RECORDS TO USE Block Start
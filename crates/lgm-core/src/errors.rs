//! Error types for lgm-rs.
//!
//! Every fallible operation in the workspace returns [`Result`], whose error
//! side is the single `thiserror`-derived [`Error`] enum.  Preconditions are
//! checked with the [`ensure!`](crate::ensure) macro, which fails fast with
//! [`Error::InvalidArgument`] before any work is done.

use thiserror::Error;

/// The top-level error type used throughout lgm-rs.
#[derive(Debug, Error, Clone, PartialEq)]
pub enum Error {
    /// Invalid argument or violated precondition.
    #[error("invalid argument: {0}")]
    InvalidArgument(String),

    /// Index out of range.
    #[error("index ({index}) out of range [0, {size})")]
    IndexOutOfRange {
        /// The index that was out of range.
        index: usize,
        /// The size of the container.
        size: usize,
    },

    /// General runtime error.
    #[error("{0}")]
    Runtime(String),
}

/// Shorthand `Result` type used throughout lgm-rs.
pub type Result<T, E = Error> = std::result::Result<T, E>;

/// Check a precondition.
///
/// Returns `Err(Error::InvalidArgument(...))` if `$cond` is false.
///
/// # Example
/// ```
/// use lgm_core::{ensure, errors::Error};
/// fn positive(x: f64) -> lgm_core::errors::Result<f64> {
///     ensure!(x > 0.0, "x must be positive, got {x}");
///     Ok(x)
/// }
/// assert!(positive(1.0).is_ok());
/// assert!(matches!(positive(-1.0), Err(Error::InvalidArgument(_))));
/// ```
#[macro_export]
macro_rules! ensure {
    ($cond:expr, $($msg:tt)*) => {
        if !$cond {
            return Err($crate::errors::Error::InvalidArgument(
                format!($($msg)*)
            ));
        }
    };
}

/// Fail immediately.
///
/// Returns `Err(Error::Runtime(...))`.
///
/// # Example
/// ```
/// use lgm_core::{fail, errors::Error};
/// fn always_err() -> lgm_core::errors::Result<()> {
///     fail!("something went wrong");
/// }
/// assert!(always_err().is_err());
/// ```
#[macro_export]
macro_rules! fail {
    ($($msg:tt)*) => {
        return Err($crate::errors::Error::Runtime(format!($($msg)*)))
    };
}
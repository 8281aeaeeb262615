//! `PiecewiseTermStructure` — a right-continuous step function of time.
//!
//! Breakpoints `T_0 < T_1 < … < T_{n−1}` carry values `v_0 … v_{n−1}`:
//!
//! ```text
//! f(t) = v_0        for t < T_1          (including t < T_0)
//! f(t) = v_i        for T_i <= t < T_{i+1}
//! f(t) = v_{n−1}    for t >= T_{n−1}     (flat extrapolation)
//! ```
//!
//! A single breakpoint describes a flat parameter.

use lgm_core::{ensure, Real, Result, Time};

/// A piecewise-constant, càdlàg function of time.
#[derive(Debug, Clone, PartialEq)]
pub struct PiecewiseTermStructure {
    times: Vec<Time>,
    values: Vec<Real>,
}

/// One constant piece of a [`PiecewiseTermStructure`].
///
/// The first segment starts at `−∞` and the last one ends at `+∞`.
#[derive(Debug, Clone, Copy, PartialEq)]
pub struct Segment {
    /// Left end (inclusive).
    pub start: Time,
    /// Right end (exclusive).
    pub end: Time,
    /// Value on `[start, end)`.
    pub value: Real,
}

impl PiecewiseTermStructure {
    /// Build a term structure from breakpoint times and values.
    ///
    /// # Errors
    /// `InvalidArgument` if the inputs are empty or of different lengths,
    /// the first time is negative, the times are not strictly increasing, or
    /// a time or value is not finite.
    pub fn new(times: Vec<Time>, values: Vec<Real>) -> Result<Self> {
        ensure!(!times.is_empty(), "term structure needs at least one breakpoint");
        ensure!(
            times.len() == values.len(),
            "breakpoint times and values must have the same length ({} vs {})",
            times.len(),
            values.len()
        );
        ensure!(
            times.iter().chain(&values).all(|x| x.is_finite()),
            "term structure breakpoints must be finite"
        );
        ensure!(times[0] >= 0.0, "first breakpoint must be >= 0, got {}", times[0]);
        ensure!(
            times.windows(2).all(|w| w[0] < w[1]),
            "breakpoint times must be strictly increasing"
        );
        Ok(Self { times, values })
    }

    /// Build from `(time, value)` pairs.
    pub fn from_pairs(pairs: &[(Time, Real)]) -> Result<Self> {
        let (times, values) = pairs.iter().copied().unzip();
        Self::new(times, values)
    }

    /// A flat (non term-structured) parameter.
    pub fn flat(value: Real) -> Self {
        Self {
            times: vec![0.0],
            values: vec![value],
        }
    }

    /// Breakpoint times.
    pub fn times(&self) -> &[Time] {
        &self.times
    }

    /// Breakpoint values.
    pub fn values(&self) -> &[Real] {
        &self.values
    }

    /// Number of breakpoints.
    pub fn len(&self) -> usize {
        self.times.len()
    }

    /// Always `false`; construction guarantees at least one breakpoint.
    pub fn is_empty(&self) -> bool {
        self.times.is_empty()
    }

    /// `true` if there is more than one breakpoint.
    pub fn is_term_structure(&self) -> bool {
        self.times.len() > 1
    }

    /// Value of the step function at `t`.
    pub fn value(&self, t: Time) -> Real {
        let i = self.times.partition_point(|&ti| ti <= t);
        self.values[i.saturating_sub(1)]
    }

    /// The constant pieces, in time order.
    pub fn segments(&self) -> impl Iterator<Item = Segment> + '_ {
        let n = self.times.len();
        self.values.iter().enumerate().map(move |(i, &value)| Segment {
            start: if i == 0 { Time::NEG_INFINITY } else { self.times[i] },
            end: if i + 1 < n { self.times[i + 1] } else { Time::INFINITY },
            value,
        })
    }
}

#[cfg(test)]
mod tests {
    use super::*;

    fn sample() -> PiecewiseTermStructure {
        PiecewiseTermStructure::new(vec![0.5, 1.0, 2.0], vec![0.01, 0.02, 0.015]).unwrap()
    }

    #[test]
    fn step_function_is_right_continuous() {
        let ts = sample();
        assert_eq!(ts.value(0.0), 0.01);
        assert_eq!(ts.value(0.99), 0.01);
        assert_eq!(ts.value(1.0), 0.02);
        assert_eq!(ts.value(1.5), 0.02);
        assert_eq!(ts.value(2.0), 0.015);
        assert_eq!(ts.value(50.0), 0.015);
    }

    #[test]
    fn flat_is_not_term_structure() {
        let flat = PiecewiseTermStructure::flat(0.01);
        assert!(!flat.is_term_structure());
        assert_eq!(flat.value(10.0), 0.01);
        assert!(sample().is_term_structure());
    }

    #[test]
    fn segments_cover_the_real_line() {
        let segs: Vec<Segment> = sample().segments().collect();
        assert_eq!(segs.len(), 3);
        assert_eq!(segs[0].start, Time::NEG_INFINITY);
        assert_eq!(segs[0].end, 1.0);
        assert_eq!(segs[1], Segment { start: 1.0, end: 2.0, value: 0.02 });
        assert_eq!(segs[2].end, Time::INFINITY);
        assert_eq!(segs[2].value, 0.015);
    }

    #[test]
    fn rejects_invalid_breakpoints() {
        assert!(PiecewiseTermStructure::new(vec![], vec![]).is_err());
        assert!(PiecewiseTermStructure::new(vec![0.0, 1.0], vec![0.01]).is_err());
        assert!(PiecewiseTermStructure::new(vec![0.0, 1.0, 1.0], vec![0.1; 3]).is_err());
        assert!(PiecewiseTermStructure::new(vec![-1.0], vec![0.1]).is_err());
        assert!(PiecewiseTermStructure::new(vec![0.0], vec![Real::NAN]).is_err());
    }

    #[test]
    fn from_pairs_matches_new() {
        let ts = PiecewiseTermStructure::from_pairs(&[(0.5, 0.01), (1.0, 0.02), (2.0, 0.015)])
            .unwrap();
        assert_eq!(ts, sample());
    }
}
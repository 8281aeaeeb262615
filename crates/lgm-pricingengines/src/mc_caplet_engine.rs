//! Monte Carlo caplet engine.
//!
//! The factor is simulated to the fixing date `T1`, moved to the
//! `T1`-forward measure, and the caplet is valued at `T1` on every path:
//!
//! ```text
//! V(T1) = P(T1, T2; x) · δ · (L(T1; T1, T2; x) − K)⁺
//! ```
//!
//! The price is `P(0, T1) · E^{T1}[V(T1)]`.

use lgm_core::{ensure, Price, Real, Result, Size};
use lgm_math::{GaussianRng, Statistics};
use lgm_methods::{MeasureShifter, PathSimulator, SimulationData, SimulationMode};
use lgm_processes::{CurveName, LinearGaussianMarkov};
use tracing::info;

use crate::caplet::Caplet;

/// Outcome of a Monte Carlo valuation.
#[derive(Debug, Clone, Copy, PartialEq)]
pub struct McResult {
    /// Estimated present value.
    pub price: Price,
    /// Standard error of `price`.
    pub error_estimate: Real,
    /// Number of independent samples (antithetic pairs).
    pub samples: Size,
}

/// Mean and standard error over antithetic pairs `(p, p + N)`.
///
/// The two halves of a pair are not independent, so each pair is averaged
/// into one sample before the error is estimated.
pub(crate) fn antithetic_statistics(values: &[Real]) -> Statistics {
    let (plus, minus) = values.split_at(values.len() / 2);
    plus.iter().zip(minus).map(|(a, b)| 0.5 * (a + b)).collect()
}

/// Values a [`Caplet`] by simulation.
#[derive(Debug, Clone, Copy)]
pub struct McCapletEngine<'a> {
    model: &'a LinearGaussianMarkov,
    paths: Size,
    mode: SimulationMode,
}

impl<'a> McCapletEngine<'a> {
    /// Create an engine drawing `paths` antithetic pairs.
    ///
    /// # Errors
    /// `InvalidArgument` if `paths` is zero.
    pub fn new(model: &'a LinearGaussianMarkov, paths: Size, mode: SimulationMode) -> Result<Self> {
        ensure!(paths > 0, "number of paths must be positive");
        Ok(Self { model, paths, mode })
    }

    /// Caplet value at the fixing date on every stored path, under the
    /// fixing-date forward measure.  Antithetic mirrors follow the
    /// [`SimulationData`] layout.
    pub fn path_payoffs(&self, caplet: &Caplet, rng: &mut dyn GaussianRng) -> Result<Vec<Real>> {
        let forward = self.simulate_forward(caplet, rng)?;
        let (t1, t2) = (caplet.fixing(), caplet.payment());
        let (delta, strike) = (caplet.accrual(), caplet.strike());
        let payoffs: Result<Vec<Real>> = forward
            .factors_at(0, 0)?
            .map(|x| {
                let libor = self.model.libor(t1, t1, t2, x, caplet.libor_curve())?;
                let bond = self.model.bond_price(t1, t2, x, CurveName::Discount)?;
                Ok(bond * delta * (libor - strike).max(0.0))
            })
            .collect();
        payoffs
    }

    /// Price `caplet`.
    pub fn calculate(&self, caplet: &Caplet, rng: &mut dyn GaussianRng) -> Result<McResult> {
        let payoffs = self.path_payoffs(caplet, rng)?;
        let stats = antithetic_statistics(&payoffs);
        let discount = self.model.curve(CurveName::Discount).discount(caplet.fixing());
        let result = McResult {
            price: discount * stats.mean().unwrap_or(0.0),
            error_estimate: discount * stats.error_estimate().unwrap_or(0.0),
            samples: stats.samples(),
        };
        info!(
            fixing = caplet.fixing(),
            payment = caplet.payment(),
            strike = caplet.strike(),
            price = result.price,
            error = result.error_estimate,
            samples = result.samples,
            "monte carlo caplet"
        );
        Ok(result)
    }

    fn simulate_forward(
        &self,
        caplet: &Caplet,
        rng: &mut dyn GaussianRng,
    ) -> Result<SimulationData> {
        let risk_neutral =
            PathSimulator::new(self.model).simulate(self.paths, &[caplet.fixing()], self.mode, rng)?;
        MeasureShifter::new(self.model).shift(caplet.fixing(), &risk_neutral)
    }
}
RECORDS TO USE Block End
RECORDS TO USE Block Start
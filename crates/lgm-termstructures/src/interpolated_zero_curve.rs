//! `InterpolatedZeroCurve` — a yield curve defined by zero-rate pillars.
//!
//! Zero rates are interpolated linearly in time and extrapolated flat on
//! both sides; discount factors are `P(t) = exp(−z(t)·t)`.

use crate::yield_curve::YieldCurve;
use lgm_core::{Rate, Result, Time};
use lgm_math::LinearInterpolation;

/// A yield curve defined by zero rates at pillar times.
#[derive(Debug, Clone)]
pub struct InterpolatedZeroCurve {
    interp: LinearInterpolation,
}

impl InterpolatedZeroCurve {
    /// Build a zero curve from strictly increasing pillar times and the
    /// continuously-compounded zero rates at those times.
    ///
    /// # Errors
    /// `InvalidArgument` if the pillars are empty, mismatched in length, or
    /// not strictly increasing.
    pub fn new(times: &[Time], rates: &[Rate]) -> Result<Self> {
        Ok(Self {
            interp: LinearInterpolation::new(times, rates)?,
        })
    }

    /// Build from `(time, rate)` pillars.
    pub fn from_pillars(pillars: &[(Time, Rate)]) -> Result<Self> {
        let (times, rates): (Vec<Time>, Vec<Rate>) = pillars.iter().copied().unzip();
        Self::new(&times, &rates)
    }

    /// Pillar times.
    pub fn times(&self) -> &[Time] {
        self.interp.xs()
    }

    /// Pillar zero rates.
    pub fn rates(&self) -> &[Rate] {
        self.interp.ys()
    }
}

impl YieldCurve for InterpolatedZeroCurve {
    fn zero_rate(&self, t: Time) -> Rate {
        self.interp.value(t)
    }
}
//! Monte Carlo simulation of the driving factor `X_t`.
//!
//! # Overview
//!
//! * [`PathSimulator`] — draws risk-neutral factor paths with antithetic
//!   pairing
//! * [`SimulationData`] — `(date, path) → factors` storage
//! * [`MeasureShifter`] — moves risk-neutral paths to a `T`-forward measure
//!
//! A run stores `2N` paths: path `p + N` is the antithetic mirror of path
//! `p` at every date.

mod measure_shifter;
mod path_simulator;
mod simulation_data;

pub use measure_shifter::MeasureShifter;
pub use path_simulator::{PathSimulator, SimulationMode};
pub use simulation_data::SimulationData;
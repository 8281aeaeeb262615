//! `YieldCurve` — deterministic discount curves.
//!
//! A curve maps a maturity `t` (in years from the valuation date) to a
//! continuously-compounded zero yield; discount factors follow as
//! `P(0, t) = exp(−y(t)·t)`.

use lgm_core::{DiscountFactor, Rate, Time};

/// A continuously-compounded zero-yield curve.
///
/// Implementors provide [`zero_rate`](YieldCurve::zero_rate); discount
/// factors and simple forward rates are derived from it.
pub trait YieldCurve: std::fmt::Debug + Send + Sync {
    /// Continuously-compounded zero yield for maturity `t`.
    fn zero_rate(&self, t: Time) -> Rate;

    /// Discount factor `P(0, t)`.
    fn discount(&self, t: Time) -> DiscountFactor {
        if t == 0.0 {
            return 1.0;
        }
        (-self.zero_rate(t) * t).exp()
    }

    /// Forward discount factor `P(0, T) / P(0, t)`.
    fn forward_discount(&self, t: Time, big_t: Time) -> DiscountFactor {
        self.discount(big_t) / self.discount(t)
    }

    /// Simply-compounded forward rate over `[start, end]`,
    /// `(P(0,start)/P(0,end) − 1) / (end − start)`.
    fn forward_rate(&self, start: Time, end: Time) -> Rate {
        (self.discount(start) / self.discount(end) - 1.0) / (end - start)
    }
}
RECORDS TO USE Block End
RECORDS TO USE Block Start
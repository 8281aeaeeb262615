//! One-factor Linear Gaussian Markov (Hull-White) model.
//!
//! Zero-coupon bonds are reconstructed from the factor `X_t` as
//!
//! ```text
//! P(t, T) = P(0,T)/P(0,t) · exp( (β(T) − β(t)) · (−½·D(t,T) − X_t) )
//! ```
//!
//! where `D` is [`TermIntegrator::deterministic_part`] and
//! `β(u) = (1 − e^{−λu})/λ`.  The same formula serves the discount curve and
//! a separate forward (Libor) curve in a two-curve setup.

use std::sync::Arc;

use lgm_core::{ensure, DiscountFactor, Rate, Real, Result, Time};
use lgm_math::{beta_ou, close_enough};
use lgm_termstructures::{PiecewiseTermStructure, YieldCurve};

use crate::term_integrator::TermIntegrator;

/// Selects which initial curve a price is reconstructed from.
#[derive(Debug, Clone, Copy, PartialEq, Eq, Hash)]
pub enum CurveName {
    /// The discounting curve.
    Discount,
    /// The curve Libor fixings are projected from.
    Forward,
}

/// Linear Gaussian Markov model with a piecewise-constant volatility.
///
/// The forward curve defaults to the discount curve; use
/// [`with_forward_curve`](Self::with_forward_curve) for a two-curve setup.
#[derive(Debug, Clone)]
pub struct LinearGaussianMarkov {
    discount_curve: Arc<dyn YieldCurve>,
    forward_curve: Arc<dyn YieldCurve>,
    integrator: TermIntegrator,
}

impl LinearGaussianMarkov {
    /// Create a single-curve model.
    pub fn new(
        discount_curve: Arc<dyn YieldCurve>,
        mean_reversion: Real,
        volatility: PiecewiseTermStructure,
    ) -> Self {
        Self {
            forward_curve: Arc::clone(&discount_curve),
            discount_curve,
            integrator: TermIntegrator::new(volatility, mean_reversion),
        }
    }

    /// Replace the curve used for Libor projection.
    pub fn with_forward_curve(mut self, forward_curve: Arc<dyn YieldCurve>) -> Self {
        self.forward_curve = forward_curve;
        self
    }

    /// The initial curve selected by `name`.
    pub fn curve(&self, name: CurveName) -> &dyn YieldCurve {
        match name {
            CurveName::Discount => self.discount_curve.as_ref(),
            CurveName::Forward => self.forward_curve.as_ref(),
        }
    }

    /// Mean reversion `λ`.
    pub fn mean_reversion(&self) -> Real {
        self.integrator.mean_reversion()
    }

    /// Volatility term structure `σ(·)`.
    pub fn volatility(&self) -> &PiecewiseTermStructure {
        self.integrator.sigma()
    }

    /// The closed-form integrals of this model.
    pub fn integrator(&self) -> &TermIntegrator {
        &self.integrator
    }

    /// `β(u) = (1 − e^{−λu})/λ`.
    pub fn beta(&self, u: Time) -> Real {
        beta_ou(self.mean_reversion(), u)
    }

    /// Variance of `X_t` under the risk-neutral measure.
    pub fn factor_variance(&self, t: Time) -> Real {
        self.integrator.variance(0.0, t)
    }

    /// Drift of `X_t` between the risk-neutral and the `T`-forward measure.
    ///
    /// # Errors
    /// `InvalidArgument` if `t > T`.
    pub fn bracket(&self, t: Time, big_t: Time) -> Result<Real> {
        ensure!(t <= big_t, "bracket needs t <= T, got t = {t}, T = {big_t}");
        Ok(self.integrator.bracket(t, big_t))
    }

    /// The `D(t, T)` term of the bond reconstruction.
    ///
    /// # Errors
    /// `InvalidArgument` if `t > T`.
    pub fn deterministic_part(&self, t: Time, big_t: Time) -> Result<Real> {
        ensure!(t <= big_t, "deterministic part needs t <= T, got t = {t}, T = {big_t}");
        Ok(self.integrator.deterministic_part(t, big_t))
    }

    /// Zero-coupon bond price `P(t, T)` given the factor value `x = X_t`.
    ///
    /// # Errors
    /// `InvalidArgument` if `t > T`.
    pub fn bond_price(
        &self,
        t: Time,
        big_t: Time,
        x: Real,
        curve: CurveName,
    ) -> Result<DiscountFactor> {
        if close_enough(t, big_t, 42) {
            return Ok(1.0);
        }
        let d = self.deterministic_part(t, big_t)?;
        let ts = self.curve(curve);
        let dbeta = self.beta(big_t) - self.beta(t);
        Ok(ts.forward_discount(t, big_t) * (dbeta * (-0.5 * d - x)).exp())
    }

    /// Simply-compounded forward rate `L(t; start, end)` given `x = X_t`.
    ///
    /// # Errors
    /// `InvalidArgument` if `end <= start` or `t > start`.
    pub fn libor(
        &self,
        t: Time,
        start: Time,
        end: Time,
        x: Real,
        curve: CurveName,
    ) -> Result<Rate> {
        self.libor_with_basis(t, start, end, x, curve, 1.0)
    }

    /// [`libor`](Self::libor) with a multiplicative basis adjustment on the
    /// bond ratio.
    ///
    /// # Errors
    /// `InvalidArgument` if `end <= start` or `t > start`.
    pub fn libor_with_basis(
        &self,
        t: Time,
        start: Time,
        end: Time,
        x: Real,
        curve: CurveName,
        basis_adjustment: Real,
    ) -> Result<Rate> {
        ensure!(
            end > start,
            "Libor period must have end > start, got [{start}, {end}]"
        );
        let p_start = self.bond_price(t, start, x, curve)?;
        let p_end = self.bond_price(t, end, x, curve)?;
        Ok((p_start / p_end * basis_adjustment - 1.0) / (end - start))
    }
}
RECORDS TO USE Block End
- EXERCISE DESCRIPTION -
All that is wanted is a faithful reproduction of the line above with "Forward discount factor", the line with "fn forward_rate(&self, start: Time, end: Time)", and every line in between.

- FINAL ANSWER -
    /// Forward discount factor `P(0, T) / P(0, t)`.
    fn forward_discount(&self, t: Time, big_t: Time) -> DiscountFactor {
        self.discount(big_t) / self.discount(t)
    }

    /// Simply-compounded forward rate over `[start, end]`,
    /// `(P(0,start)/P(0,end) − 1) / (end − start)`.
    fn forward_rate(&self, start: Time, end: Time) -> Rate {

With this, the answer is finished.